> PROBLEM REQUIREMENTS:
Count each line below that has the word "Returns" in it, and give only the total.

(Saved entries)
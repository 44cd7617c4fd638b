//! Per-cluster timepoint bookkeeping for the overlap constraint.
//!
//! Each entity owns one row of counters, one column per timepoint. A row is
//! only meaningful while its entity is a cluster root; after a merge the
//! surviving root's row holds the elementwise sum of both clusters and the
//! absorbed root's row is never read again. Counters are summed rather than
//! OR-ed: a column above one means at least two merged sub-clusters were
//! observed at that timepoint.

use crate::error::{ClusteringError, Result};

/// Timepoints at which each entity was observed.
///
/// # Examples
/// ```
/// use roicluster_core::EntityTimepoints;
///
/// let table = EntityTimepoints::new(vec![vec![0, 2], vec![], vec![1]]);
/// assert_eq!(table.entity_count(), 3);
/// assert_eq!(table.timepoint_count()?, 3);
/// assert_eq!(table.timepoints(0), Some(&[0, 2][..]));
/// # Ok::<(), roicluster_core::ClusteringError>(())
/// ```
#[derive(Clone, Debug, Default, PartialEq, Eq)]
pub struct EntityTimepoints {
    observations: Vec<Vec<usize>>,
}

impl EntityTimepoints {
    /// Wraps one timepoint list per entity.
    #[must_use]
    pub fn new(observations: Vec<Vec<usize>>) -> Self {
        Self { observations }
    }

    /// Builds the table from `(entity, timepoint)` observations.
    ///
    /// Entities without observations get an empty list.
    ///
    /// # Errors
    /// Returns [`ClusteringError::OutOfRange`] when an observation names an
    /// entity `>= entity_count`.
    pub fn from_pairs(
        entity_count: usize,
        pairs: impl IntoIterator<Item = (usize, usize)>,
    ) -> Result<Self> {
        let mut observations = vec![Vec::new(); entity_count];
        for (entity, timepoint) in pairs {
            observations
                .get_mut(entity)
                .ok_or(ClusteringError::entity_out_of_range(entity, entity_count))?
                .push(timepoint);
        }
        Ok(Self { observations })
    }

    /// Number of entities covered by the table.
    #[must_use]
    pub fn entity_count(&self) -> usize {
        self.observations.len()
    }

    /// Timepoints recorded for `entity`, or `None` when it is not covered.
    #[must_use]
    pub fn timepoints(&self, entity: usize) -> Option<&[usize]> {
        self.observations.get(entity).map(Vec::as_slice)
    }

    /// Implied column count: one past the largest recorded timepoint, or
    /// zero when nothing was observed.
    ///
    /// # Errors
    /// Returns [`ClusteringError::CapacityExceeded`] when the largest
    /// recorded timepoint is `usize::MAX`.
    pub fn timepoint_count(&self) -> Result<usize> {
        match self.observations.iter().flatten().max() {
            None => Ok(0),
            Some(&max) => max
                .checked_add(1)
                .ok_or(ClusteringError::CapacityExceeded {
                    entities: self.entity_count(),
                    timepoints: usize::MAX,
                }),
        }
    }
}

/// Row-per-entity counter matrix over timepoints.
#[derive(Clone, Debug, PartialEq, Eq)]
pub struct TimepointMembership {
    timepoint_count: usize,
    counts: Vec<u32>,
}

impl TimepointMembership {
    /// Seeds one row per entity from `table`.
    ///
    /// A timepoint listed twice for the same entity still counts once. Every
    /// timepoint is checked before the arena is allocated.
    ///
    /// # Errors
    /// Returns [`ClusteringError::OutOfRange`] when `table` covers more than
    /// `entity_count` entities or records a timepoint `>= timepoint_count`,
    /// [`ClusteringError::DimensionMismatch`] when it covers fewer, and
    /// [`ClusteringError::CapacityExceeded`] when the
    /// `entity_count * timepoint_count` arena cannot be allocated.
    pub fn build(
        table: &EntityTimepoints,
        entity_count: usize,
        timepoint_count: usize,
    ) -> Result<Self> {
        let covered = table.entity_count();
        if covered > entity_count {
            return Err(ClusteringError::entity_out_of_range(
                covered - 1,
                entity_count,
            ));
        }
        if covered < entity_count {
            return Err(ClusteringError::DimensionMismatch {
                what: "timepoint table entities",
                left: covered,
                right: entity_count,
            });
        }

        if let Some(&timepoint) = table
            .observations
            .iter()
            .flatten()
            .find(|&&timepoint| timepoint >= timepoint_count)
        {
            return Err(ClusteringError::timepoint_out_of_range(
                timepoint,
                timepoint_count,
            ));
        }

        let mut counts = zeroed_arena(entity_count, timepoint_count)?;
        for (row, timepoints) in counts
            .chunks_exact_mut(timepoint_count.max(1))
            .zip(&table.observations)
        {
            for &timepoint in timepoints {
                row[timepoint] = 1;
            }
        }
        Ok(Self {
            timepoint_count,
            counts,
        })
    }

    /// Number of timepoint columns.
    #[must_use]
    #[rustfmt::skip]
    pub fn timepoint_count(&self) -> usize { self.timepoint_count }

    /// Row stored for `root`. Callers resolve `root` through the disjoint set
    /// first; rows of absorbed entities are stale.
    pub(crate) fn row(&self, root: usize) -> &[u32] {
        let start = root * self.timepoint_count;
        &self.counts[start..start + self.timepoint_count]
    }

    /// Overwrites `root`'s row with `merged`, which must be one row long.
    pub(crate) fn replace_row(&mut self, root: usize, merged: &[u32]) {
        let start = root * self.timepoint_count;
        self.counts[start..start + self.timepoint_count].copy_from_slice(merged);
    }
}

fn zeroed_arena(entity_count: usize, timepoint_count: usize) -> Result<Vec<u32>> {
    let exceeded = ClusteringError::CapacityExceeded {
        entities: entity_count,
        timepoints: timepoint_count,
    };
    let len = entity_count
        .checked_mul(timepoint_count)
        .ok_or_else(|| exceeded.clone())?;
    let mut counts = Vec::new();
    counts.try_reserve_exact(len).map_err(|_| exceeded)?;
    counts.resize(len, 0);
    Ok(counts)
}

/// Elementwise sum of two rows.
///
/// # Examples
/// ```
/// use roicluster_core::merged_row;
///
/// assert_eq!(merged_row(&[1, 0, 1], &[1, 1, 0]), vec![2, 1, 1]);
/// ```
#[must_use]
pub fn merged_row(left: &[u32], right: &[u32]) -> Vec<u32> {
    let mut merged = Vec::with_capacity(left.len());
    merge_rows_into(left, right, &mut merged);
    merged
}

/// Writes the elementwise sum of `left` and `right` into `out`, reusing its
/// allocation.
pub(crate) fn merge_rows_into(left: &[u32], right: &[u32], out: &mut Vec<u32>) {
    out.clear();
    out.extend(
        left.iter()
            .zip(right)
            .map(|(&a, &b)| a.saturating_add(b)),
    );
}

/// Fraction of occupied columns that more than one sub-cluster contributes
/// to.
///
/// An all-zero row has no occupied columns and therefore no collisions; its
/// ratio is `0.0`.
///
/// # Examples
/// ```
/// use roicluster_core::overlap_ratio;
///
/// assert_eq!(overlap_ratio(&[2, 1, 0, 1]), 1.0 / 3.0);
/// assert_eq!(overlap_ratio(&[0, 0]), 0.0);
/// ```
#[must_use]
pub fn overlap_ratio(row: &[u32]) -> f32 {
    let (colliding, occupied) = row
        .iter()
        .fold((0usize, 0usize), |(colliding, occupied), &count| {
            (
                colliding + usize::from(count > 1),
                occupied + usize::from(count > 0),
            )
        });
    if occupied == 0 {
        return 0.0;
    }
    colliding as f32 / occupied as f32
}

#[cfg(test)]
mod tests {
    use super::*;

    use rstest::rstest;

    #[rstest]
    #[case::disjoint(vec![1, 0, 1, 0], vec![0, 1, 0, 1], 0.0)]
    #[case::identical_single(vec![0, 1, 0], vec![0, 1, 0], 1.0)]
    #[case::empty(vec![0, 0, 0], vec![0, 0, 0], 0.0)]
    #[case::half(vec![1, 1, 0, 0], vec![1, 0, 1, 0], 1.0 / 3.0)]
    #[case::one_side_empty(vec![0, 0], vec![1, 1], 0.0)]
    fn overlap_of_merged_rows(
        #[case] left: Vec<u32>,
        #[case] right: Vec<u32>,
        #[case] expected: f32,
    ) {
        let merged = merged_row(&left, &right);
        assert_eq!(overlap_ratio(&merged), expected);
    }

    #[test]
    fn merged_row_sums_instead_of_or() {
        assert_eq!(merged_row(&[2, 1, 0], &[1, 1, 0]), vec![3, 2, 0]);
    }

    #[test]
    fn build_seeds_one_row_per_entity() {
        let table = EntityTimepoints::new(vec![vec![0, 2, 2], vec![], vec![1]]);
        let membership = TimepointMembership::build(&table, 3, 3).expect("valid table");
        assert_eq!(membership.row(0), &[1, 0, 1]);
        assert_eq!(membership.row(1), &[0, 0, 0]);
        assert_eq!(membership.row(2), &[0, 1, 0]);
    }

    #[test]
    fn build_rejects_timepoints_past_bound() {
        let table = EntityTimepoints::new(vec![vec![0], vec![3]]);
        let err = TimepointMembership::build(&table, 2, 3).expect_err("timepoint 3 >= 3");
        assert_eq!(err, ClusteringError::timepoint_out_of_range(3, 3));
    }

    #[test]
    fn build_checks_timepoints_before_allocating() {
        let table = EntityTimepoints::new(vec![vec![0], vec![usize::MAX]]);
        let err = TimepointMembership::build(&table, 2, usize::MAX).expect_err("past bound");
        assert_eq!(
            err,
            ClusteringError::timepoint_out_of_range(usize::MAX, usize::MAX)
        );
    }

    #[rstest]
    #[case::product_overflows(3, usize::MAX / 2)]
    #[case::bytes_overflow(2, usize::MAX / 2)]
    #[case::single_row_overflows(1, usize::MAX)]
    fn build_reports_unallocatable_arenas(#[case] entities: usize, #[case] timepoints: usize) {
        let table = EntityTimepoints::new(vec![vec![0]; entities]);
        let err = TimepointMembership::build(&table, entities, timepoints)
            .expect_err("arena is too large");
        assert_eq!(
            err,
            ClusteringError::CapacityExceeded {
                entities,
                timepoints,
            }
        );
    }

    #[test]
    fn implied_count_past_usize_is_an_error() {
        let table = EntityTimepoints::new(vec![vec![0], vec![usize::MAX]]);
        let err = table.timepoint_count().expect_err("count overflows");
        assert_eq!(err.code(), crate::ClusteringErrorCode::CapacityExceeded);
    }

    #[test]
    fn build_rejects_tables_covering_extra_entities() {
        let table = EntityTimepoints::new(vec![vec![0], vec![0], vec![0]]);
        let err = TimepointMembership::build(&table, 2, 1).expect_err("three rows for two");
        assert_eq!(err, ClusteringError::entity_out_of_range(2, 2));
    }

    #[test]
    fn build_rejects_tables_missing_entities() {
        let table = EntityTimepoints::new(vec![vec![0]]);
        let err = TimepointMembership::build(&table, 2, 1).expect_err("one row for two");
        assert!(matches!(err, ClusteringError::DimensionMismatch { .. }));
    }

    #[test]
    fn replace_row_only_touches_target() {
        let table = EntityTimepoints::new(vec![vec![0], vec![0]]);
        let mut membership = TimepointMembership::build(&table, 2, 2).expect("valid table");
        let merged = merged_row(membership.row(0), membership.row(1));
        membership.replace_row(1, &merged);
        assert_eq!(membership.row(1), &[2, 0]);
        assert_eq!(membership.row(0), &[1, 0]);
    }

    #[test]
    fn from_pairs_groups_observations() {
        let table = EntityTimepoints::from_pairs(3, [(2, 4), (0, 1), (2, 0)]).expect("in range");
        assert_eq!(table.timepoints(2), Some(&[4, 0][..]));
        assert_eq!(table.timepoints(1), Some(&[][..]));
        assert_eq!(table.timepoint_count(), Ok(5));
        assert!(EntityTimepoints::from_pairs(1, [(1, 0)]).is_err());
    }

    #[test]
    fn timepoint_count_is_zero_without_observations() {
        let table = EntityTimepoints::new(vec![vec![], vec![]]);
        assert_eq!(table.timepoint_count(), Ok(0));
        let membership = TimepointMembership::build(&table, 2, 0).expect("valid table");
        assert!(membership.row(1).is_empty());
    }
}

* * *

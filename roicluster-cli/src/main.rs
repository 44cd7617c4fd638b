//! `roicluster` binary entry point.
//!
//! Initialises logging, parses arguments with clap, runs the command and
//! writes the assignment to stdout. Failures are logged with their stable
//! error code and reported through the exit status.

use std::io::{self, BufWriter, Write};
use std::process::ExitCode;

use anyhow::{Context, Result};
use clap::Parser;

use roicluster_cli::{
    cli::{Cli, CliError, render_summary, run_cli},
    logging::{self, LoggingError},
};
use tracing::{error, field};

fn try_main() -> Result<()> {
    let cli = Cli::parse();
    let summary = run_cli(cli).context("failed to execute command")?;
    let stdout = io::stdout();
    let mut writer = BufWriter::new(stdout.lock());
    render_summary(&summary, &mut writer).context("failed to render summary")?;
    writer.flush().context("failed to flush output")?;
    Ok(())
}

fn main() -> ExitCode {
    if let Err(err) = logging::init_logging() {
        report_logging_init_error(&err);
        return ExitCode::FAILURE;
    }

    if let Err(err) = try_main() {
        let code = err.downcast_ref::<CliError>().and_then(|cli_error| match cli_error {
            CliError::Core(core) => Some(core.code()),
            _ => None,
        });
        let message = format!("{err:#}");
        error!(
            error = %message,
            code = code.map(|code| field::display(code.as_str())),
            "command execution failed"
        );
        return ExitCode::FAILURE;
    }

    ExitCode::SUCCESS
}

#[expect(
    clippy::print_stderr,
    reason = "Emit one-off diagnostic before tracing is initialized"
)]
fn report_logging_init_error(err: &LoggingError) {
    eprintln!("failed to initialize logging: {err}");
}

> RESPONSE AREA:
3